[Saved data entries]

■ ■ ■ ■

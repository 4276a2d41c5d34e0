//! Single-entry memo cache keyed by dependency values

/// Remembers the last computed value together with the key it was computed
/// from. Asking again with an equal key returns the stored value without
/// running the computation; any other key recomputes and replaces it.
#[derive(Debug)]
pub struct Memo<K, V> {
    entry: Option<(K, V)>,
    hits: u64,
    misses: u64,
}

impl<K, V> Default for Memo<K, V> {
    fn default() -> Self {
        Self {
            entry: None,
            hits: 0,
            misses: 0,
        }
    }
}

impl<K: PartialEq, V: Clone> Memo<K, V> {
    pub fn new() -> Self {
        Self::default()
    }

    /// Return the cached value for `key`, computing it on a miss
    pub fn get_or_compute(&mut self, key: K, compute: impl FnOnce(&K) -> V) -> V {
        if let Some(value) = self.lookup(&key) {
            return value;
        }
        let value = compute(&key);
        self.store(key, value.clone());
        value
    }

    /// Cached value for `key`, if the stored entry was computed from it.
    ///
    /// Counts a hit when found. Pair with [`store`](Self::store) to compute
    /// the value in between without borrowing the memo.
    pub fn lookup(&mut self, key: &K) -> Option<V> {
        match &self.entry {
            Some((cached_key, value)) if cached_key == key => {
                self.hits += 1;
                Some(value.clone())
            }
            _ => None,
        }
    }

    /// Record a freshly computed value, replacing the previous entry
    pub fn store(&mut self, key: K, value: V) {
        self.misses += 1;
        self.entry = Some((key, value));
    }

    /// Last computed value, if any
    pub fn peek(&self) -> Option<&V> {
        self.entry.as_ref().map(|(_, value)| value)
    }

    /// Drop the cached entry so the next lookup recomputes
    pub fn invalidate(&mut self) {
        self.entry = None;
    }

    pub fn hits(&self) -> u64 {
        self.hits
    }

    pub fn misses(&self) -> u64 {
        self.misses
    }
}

■ ■ ■ ■

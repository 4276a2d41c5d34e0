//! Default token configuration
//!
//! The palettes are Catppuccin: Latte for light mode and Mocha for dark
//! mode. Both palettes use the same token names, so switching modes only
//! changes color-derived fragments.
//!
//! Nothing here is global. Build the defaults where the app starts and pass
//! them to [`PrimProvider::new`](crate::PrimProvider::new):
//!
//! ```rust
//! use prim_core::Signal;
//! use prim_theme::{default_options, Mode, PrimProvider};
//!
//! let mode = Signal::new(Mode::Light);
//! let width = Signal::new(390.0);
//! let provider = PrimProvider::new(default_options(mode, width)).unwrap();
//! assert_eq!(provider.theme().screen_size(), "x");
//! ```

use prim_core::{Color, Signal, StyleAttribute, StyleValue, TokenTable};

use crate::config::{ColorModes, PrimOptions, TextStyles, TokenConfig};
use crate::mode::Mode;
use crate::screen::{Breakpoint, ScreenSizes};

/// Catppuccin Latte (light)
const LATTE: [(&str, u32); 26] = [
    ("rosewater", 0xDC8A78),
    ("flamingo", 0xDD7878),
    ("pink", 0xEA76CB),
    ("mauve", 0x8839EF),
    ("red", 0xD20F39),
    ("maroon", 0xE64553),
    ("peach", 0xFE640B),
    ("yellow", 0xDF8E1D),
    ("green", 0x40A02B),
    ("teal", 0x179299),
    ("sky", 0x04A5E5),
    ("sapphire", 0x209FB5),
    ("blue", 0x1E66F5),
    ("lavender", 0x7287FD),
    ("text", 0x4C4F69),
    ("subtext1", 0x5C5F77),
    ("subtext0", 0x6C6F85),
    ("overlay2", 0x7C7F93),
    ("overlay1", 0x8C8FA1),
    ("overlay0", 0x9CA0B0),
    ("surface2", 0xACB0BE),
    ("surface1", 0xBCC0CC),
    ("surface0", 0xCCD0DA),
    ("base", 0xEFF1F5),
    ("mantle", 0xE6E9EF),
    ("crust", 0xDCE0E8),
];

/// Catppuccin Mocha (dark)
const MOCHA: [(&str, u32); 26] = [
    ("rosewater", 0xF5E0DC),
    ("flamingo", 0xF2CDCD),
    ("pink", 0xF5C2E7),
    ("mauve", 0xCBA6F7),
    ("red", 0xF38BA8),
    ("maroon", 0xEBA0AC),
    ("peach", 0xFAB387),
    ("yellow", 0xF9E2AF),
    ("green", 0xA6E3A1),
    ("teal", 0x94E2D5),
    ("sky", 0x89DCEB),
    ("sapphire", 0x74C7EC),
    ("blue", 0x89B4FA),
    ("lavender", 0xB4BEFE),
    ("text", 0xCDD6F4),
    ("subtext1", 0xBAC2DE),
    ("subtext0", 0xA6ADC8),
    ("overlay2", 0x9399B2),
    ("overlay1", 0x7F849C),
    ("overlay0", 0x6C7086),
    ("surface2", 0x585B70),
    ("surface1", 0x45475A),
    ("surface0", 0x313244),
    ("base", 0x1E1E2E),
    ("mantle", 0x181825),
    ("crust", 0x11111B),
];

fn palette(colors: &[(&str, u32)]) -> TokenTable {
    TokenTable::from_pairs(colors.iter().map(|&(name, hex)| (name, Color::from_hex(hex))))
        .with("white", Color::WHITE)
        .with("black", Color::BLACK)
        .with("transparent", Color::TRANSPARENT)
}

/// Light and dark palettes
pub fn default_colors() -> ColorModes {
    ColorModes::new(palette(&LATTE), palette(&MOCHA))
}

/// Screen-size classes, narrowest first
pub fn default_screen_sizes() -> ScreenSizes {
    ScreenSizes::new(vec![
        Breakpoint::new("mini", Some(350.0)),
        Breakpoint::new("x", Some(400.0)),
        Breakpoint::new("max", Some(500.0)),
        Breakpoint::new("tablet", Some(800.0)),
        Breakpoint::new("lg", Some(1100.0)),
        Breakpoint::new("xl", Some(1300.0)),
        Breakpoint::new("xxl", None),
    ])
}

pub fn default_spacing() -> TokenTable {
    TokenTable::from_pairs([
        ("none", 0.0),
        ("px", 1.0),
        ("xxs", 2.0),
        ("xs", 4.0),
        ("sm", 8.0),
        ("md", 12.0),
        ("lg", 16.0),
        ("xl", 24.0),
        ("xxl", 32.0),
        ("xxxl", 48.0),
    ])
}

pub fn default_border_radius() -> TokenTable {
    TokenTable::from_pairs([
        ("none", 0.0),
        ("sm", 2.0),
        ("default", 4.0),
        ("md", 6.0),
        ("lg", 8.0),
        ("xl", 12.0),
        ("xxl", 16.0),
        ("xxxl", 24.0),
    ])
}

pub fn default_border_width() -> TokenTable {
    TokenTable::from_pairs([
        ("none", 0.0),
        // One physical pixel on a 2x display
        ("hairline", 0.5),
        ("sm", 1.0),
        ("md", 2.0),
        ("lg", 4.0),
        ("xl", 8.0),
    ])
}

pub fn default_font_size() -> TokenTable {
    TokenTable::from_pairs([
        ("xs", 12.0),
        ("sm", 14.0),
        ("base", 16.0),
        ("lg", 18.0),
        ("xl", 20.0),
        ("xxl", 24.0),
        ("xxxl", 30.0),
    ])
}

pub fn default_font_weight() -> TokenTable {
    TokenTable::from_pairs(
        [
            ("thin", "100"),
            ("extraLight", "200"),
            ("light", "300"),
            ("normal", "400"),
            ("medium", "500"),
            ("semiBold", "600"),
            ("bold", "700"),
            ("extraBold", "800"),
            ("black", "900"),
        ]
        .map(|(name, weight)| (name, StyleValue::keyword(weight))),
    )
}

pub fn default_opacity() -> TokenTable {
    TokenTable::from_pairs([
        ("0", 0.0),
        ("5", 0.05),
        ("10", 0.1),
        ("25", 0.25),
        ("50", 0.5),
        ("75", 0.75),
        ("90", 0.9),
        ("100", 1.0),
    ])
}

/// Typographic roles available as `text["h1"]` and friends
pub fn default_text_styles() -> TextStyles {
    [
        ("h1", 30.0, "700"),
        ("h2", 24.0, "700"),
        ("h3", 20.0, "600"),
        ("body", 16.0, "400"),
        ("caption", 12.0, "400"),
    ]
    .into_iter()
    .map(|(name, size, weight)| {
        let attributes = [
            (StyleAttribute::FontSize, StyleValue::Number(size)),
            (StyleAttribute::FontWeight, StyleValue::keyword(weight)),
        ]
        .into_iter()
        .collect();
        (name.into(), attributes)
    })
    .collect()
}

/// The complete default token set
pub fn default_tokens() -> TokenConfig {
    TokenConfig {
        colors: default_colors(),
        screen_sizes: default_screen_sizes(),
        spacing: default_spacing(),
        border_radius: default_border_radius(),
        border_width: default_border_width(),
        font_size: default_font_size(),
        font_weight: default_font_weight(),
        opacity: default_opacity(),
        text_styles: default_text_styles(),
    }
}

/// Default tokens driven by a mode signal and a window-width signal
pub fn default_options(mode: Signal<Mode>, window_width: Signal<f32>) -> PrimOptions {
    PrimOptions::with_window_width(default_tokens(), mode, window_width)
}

■ ■ ■ ■

REQUIREMENT: Search the entries above for "crate". Show every line that has it.

OUTPUT OF THE TASK:
//! them to [`PrimProvider::new`](crate::PrimProvider::new):
use crate::config::{ColorModes, PrimOptions, TextStyles, TokenConfig};
use crate::mode::Mode;
use crate::screen::{Breakpoint, ScreenSizes};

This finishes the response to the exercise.